Thank you very much, Mrs. Ahmanson, for that introduction and thank you, Mary, for welcoming us all here to the Los Angeles World Affairs Council. Mrs. Ahmanson, that was a particularly kind introduction and a very generous one, but it has all the more meaning because my mother got to hear it. If you would permit me. As luck would have it, my mother is visiting my cousin here in San Marino, Martha Gorin, who joins us here. It's not often that one's mother gets to hear a nice introduction.
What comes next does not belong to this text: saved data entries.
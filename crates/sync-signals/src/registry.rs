//! Generator registry for configuration-driven construction.

use crate::{SignalPipeline, StructureConfig, StructureSignal, TrendConfig, TrendSignal};
use serde::{Deserialize, Serialize};
use std::collections::BTreeMap;
use sync_core::{error::SignalError, traits::SignalGenerator, types::SignalVariant};

/// Information about a registered generator.
#[derive(Debug, Clone, Serialize, Deserialize)]
pub struct SignalInfo {
    /// Variant served by the generator
    pub variant: SignalVariant,
    /// Display name
    pub name: String,
    /// Generator description
    pub description: String,
    /// Default configuration as JSON
    pub default_config: serde_json::Value,
}

/// Registry of the built-in generators, keyed by variant name.
pub struct SignalRegistry {
    generators: BTreeMap<String, SignalInfo>,
}

impl SignalRegistry {
    /// Create a registry with all built-in generators.
    pub fn new() -> Self {
        let mut generators = BTreeMap::new();

        generators.insert(
            SignalVariant::Standard.as_str().to_string(),
            SignalInfo {
                variant: SignalVariant::Standard,
                name: "Trend".to_string(),
                description: "EMA crossover trend with RSI momentum confirmation".to_string(),
                default_config: serde_json::to_value(TrendConfig::default()).unwrap_or_default(),
            },
        );

        generators.insert(
            SignalVariant::SmartMoney.as_str().to_string(),
            SignalInfo {
                variant: SignalVariant::SmartMoney,
                name: "Structure".to_string(),
                description: "Swing-range breaks of structure with volume confirmation"
                    .to_string(),
                default_config: serde_json::to_value(StructureConfig::default())
                    .unwrap_or_default(),
            },
        );

        Self { generators }
    }

    /// List all generators, ordered by variant name.
    pub fn list(&self) -> Vec<&SignalInfo> {
        self.generators.values().collect()
    }

    /// Get generator info by variant name.
    pub fn get(&self, name: &str) -> Option<&SignalInfo> {
        self.generators.get(name)
    }

    /// Create a generator from a JSON configuration.
    pub fn create(
        &self,
        name: &str,
        config: serde_json::Value,
    ) -> Result<Box<dyn SignalGenerator>, SignalError> {
        let variant: SignalVariant = name
            .parse()
            .map_err(|_| SignalError::NotFound(name.to_string()))?;
        match variant {
            SignalVariant::Standard => {
                let config: TrendConfig = serde_json::from_value(config)
                    .map_err(|e| SignalError::InvalidConfig(e.to_string()))?;
                config.validate()?;
                Ok(Box::new(TrendSignal::new(config)))
            }
            SignalVariant::SmartMoney => {
                let config: StructureConfig = serde_json::from_value(config)
                    .map_err(|e| SignalError::InvalidConfig(e.to_string()))?;
                config.validate()?;
                Ok(Box::new(StructureSignal::new(config)))
            }
        }
    }

    /// Create a generator with its default configuration.
    pub fn create_default(&self, name: &str) -> Result<Box<dyn SignalGenerator>, SignalError> {
        let info = self
            .get(name)
            .ok_or_else(|| SignalError::NotFound(name.to_string()))?;
        self.create(name, info.default_config.clone())
    }

    /// Build a pipeline from optional per-variant JSON overrides.
    pub fn pipeline(
        &self,
        standard: Option<serde_json::Value>,
        smart_money: Option<serde_json::Value>,
    ) -> Result<SignalPipeline, SignalError> {
        let build = |variant: SignalVariant, config: Option<serde_json::Value>| match config {
            Some(config) => self.create(variant.as_str(), config),
            None => self.create_default(variant.as_str()),
        };
        Ok(SignalPipeline::new(
            build(SignalVariant::Standard, standard)?,
            build(SignalVariant::SmartMoney, smart_money)?,
        ))
    }
}

impl Default for SignalRegistry {
    fn default() -> Self {
        Self::new()
    }
}
//! OHLCV candle types.

use chrono::{DateTime, Utc};
use serde::{Deserialize, Serialize};

/// A single OHLCV candle as delivered by an exchange adapter.
#[derive(Debug, Clone, Copy, PartialEq, Serialize, Deserialize)]
pub struct Candle {
    /// Period open time, Unix milliseconds
    pub timestamp: i64,
    /// Opening price
    pub open: f64,
    /// Highest price
    pub high: f64,
    /// Lowest price
    pub low: f64,
    /// Closing price (last price for the in-progress candle)
    pub close: f64,
    /// Base asset volume
    pub volume: f64,
    /// Quote asset volume, when the exchange reports it
    #[serde(default, skip_serializing_if = "Option::is_none")]
    pub quote_volume: Option<f64>,
}

impl Candle {
    /// Create a new candle.
    pub fn new(timestamp: i64, open: f64, high: f64, low: f64, close: f64, volume: f64) -> Self {
        Self {
            timestamp,
            open,
            high,
            low,
            close,
            volume,
            quote_volume: None,
        }
    }

    /// Attach a quote volume.
    pub fn with_quote_volume(mut self, quote_volume: f64) -> Self {
        self.quote_volume = Some(quote_volume);
        self
    }

    /// Shape and value check: finite fields, `high >= low`, positive open and
    /// close, non-negative volume.
    pub fn is_valid(&self) -> bool {
        let finite = [self.open, self.high, self.low, self.close, self.volume]
            .iter()
            .all(|v| v.is_finite());
        finite
            && self.high >= self.low
            && self.open > 0.0
            && self.close > 0.0
            && self.volume >= 0.0
    }

    /// Check if the candle is bullish (close > open).
    #[inline]
    pub fn is_bullish(&self) -> bool {
        self.close > self.open
    }

    /// The candle's range (high - low).
    #[inline]
    pub fn range(&self) -> f64 {
        self.high - self.low
    }

    /// Get the timestamp as a DateTime.
    pub fn datetime(&self) -> Option<DateTime<Utc>> {
        DateTime::from_timestamp_millis(self.timestamp)
    }
}

/// Ascending, deduplicated candle sequence bounded to `limit` entries.
///
/// When the bound is exceeded the oldest candles are dropped.
#[derive(Debug, Clone, Default, PartialEq, Serialize, Deserialize)]
pub struct CandleSeries {
    candles: Vec<Candle>,
    limit: usize,
}

impl CandleSeries {
    /// Create an empty series. A `limit` of 0 means unbounded.
    pub fn new(limit: usize) -> Self {
        Self {
            candles: Vec::new(),
            limit,
        }
    }

    /// Build a series from candles in any order. Duplicated timestamps keep
    /// the last occurrence.
    pub fn from_candles(candles: impl IntoIterator<Item = Candle>, limit: usize) -> Self {
        let mut candles: Vec<Candle> = candles.into_iter().collect();
        // Stable sort keeps arrival order among equal timestamps.
        candles.sort_by_key(|c| c.timestamp);
        let mut deduped: Vec<Candle> = Vec::with_capacity(candles.len());
        for candle in candles {
            match deduped.last_mut() {
                Some(last) if last.timestamp == candle.timestamp => *last = candle,
                _ => deduped.push(candle),
            }
        }
        let mut series = Self {
            candles: deduped,
            limit,
        };
        series.enforce_limit();
        series
    }

    /// Insert a candle, replacing any candle with the same timestamp.
    pub fn push(&mut self, candle: Candle) {
        match self
            .candles
            .binary_search_by_key(&candle.timestamp, |c| c.timestamp)
        {
            Ok(idx) => self.candles[idx] = candle,
            Err(idx) => self.candles.insert(idx, candle),
        }
        self.enforce_limit();
    }

    fn enforce_limit(&mut self) {
        if self.limit > 0 && self.candles.len() > self.limit {
            let excess = self.candles.len() - self.limit;
            self.candles.drain(..excess);
        }
    }

    /// Configured bound (0 = unbounded).
    pub fn limit(&self) -> usize {
        self.limit
    }

    #[inline]
    pub fn len(&self) -> usize {
        self.candles.len()
    }

    #[inline]
    pub fn is_empty(&self) -> bool {
        self.candles.is_empty()
    }

    /// All candles, oldest first.
    pub fn as_slice(&self) -> &[Candle] {
        &self.candles
    }

    pub fn iter(&self) -> impl Iterator<Item = &Candle> {
        self.candles.iter()
    }

    pub fn first(&self) -> Option<&Candle> {
        self.candles.first()
    }

    pub fn last(&self) -> Option<&Candle> {
        self.candles.last()
    }

    /// Extract close prices.
    pub fn closes(&self) -> Vec<f64> {
        self.candles.iter().map(|c| c.close).collect()
    }

    /// Closed candles followed by the in-progress candle, when present.
    pub fn with_in_progress(&self, in_progress: Option<&Candle>) -> Vec<Candle> {
        let mut all = self.candles.clone();
        if let Some(candle) = in_progress {
            all.push(*candle);
        }
        all
    }

    /// Oldest and newest timestamps.
    pub fn time_bounds(&self) -> Option<(i64, i64)> {
        Some((self.first()?.timestamp, self.last()?.timestamp))
    }

    pub fn clear(&mut self) {
        self.candles.clear();
    }
}
//! Configuration management.

mod settings;

pub use settings::{
    AppConfig, AppSettings, ExchangeSettings, FetchSettings, LoggingConfig, PollingSettings,
    RateSettings, SymbolSettings,
};

use config::{Config, ConfigError, Environment, File};
use std::path::Path;
use thiserror::Error;

/// Prefix of environment overrides, e.g. `CANDLE_SYNC__FETCH__LIMIT=500`.
pub const ENV_PREFIX: &str = "CANDLE_SYNC";

/// Configuration errors.
#[derive(Error, Debug)]
pub enum SettingsError {
    #[error("Failed to load configuration: {0}")]
    Load(#[from] ConfigError),

    #[error("Invalid configuration: {0}")]
    Invalid(String),
}

/// Load configuration from file and environment.
///
/// A missing file is not an error; defaults fill every absent key.
pub fn load_config(path: &Path) -> Result<AppConfig, SettingsError> {
    let config = Config::builder()
        .add_source(File::from(path).required(false))
        .add_source(
            Environment::with_prefix(ENV_PREFIX)
                .prefix_separator("__")
                .separator("__")
                .try_parsing(true),
        )
        .build()?;

    Ok(config.try_deserialize()?)
}

/// [`load_config`] followed by [`AppConfig::validate`].
pub fn load_validated(path: &Path) -> Result<AppConfig, SettingsError> {
    let config = load_config(path)?;
    config.validate()?;
    Ok(config)
}

#[cfg(test)]
mod tests {
    use super::*;
    use std::path::PathBuf;

    fn write_temp(name: &str, contents: &str) -> PathBuf {
        let path = std::env::temp_dir().join(format!("candle-sync-{}-{}.toml", name, std::process::id()));
        std::fs::write(&path, contents).unwrap();
        path
    }

    #[test]
    fn test_missing_file_uses_defaults() {
        let config = load_config(Path::new("/nonexistent/candle-sync.toml")).unwrap();
        assert_eq!(config.app.name, "candle-sync");
        assert_eq!(config.exchange.default_id, "binance");
    }

    #[test]
    fn test_file_overrides_defaults() {
        let path = write_temp(
            "overrides",
            r#"
[fetch]
symbol = "ETH/USDT"
limit = 500
with_htf = true
signal_variant = "smart_money"

[rate]
plan = "pro"
"#,
        );
        let config = load_validated(&path).unwrap();
        std::fs::remove_file(&path).ok();

        assert_eq!(config.fetch.symbol, "ETH/USDT");
        assert_eq!(config.fetch.limit, 500);
        assert!(config.fetch.with_htf);
        assert_eq!(config.fetch.htf_limit, 60);
        assert_eq!(config.rate.plan, sync_core::types::ApiPlan::Pro);
    }

    #[test]
    fn test_invalid_values_rejected() {
        let path = write_temp("invalid", "[fetch]\nlimit = 5000\n");
        let err = load_validated(&path).unwrap_err();
        std::fs::remove_file(&path).ok();
        assert!(matches!(err, SettingsError::Invalid(msg) if msg.contains("fetch.limit")));
    }
}
//! Splitting fetched windows into closed and in-progress candles.

use sync_core::types::{Candle, CandleSeries, Ticker};
use tracing::warn;

/// Output of [`reconcile`].
#[derive(Debug, Clone, Default, PartialEq)]
pub struct Reconciled {
    /// Closed candles, ascending, at most `limit`
    pub closed: CandleSeries,
    /// Candle of the currently open period
    pub in_progress: Option<Candle>,
    /// Invalid in-progress candles that were discarded
    pub dropped_invalid: usize,
}

impl Reconciled {
    /// Closed candles followed by the in-progress candle.
    pub fn all(&self) -> Vec<Candle> {
        self.closed.with_in_progress(self.in_progress.as_ref())
    }
}

/// Open time of the period containing `now_ms`.
pub fn current_period_start(now_ms: i64, granularity_ms: i64) -> i64 {
    if granularity_ms <= 0 {
        return now_ms;
    }
    now_ms.div_euclid(granularity_ms) * granularity_ms
}

/// Split `raw` (any order) at the start of the current period.
///
/// Candles opening before the current period are closed; the earliest one
/// opening at or after it is the in-progress candle and any later ones are
/// ignored. Invalid closed candles are kept with a warning, an invalid
/// in-progress candle is dropped.
pub fn reconcile(raw: Vec<Candle>, now_ms: i64, granularity_ms: i64, limit: usize) -> Reconciled {
    let period_start = current_period_start(now_ms, granularity_ms);
    let (closed, open): (Vec<Candle>, Vec<Candle>) =
        raw.into_iter().partition(|c| c.timestamp < period_start);

    for candle in closed.iter().filter(|c| !c.is_valid()) {
        warn!(timestamp = candle.timestamp, "Invalid closed candle");
    }

    let mut dropped_invalid = 0;
    let in_progress = match open.into_iter().min_by_key(|c| c.timestamp) {
        Some(candle) if candle.is_valid() => Some(candle),
        Some(candle) => {
            warn!(timestamp = candle.timestamp, "Dropping invalid in-progress candle");
            dropped_invalid += 1;
            None
        }
        None => None,
    };

    Reconciled {
        closed: CandleSeries::from_candles(closed, limit),
        in_progress,
        dropped_invalid,
    }
}

/// Result of [`patch_close`].
#[derive(Debug, Clone, Copy, PartialEq, Eq)]
pub enum PatchOutcome {
    Patched,
    /// Last price outside the 24 h range; the candle was left alone.
    OutOfRange,
    NoCandle,
    /// The in-progress candle is signal input and stays as fetched.
    SignalInput,
}

/// Move the in-progress candle's close to the ticker's last price. Only the
/// close changes.
pub fn patch_close(in_progress: &mut Option<Candle>, ticker: &Ticker) -> PatchOutcome {
    let Some(candle) = in_progress.as_mut() else {
        return PatchOutcome::NoCandle;
    };
    if !ticker.is_within_range() {
        warn!(
            last = ticker.last_price,
            low_24h = ticker.low_24h,
            high_24h = ticker.high_24h,
            "Ticker price outside 24h range, close not updated"
        );
        return PatchOutcome::OutOfRange;
    }
    candle.close = ticker.last_price;
    PatchOutcome::Patched
}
I am delighted to be here to address all of you and to give you an update on the state of the Peace Corps today as Mrs. Ahmanson said the work of the more than 6500 Peace Corps volunteer working around the world in needy countries. During lunch we were visiting here at the table and earlier during the social Mr. Chang said to me he knew some of my predecessors, Lin Chou, and others and said "but you look so young" and I was reminded of the story when I first started my position as the Director I was visiting with our Peace Corps volunteers in Poland and the United States Ambassador to Poland had a very nice reception for me and invited all of our volunteers that were working in Poland in education, environmental work and health care, as well as many members of the Diplomatic Corps posted to Warsaw. One of the diplomats came up to me and said "So you'll be teaching English here?" I said "No, actually I'm the Director of the Peace Corps and I'm visiting with the volunteers and I'm going back to Washington." He seemed a little surprised and he said "Well, are you going to be doing health care work here?" I said "No, actually I'm the Director of the Peace Corps and I'm visiting the volunteers and going back to Washington." He said "So, you're going to be doing environmental work here?" I said "No, I'm the Director of the Peace Corps." He said "Could you tell me who's this reception for anyway." I said "Well, actually it's for me. I'm the Director of the Peace Corps and..." So that's how I began my job three years ago, and I've worked very hard at looking older in the past three years and given events in Washington, frankly, that's not particularly difficult these days.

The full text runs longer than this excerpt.